The Bear is the television version of this person, this tendency, this compulsion. Season two’s needle drops seem scrupulously timed, mixed, chosen like a dish plated with tweezers. When Wilco hits, obviously, it’s “Handshake Drugs,” and we see busy mitts at Tweedy’s first mention of “hands.” When it’s Pearl Jam, it is “Come Back,” and the gas is back on, and so is the restaurant. It’s almost a bit much, a bit too completist. In a way maybe not previously seen since The Sopranos. The show is the delightful but overbearing music nerd you are glad to know to ask to deejay your wedding, or backyard cookout, or road trip. Or a late-night first kiss, in an empty kitchen at the end of that aforementioned episode, which is soundtracked, by, yes, the Replacements’ “Can’t Hardly Wait.”
Here are our favorite such musical moments from The Bear’s second season.
10. “If You Want Blood (You’ve Got It),” AC/DC (episode 9, “Omelette”)
9. “Glass, Concrete & Stone,” David Byrne (episode 7, “Forks”)
8. “Future Perfect,” The Durutti Column (episode 3, “Sundae”)
7. “Twenty Five Miles,” Edwin Starr (episode 3, “Sundae”)
6. “Before The Next Teardrop Falls,” Freddy Fender (episode 5, “Pop”)
5. “Make You Happy,” Tommy McGee (episode 3, “Sundae”)
4. “The Things We Did Last Summer,” Dean Martin (episode 6, “Fishes”)
3. “Tezeta (Nostalgia),” Mulatu Astatke (episode 4, “Honeydew”)
2. “You Are Not Alone,” Mavis Staples (episode 2, “Pasta”)
1. “The Show Goes On,” Bruce Hornsby and the Range (episode 1, “Beef”)
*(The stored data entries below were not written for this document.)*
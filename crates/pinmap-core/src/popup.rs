//! Popup content shown for a marker.

use crate::Pin;

/// Text content of a marker popup.
///
/// Holds the lines shown when a marker is selected: the pin name, its author,
/// and a reference to the uploaded image when the pin has one.
#[derive(Debug, Clone, PartialEq, Eq)]
pub struct PinPopup {
    /// Pin name, rendered as the popup title
    pub title: String,
    /// `Added by: <author>` line
    pub author_line: String,
    /// `Image: <url>` line, present only when the pin has an image
    pub image_line: Option<String>,
}

impl PinPopup {
    /// Builds the popup content for a pin.
    pub fn for_pin(pin: &Pin) -> Self {
        Self {
            title: pin.name.clone(),
            author_line: format!("Added by: {}", pin.author),
            image_line: pin
                .image_url
                .as_ref()
                .filter(|url| !url.is_empty())
                .map(|url| format!("Image: {url}")),
        }
    }

    /// All popup lines in display order.
    pub fn lines(&self) -> Vec<&str> {
        let mut lines = vec![self.title.as_str(), self.author_line.as_str()];
        if let Some(image_line) = &self.image_line {
            lines.push(image_line);
        }
        lines
    }

    /// Widest line in characters, used to size the popup box.
    pub fn width(&self) -> usize {
        self.lines()
            .iter()
            .map(|line| line.chars().count())
            .max()
            .unwrap_or(0)
    }
}

#[cfg(test)]
mod tests {
    use super::*;

    fn pin(image_url: Option<&str>) -> Pin {
        Pin {
            name: "Mahabodhi Temple".to_owned(),
            lat: 24.6959,
            lng: 84.9913,
            author: "asha".to_owned(),
            image_url: image_url.map(str::to_owned),
        }
    }

    #[test]
    fn test_popup_without_image() {
        let popup = PinPopup::for_pin(&pin(None));
        assert_eq!(popup.title, "Mahabodhi Temple");
        assert_eq!(popup.author_line, "Added by: asha");
        assert_eq!(popup.image_line, None);
        assert_eq!(popup.lines().len(), 2);
    }

    #[test]
    fn test_popup_with_image() {
        let popup = PinPopup::for_pin(&pin(Some("/static/uploads/temple.jpg")));
        assert_eq!(
            popup.image_line.as_deref(),
            Some("Image: /static/uploads/temple.jpg")
        );
        assert_eq!(popup.lines().len(), 3);
        assert_eq!(popup.width(), "Image: /static/uploads/temple.jpg".len());
    }

    #[test]
    fn test_popup_empty_image_url_is_ignored() {
        let popup = PinPopup::for_pin(&pin(Some("")));
        assert_eq!(popup.image_line, None);
    }
}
Unfortunately lumped into the dustbin of dad-rockery punchlines, Bruce Hornsby’s ’80s sheen and production bombast can sometimes distract from the piano work, voice, and tenderest of touches with penmanship. Turns out dad still knows a thing or two. From the dulcet tinkling and gorgeous intro over skyline shots of Chicago, to the on-the-nose refrain, to Ebra as the man with the “long face,” it is a pitch-perfect welcome back to the show (and the best use of Hornsby since the criminally underrated World’s Greatest Dad).
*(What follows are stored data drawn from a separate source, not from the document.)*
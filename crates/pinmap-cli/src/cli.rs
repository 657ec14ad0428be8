use clap::Parser;
use std::path::PathBuf;

/// Command-line arguments for pinmap
#[derive(Parser, Debug)]
#[command(
    name = "pinmap",
    version,
    about = "Terminal map for browsing and adding pins on a pin server"
)]
pub struct Cli {
    /// Pin server base URL (overrides `server.base_url` from the config file)
    #[arg(short, long, value_name = "URL")]
    pub server: Option<String>,

    /// Config file to use instead of `<state dir>/config.toml`
    #[arg(short, long, value_name = "PATH")]
    pub config: Option<PathBuf>,

    /// Log file to use instead of `<state dir>/debug.log`
    #[arg(long, value_name = "PATH")]
    pub log_file: Option<PathBuf>,

    /// Print the effective configuration as TOML and exit
    #[arg(long)]
    pub print_config: bool,
}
At its best, The Bear reminds and illuminates what makes a favorite place special, what makes it tick again and again, clarifies everything that has to keep going on for a beloved restaurant to remain so, behind all the gears and that swinging kitchen door. Or, it shows the perspective from back there: You are Carmy. Your brother is dead and you’ve never been to a party; you don’t know if your girlfriend is your “girlfriend”; you’ve given up so much, for the dream, for the vision, for the gold star bestowment of a French company that makes tires. For some roast beef. For the virtue of never forgetting what kind of mustard your restaurant orders. Everything was happening and all you had was knife skills and busted balls and the respite of a back-alley smoke break. Was it worth it? Ask the sad-eyed sisters. The summer’s all gone. Still, without you, the show goes on. Indeed.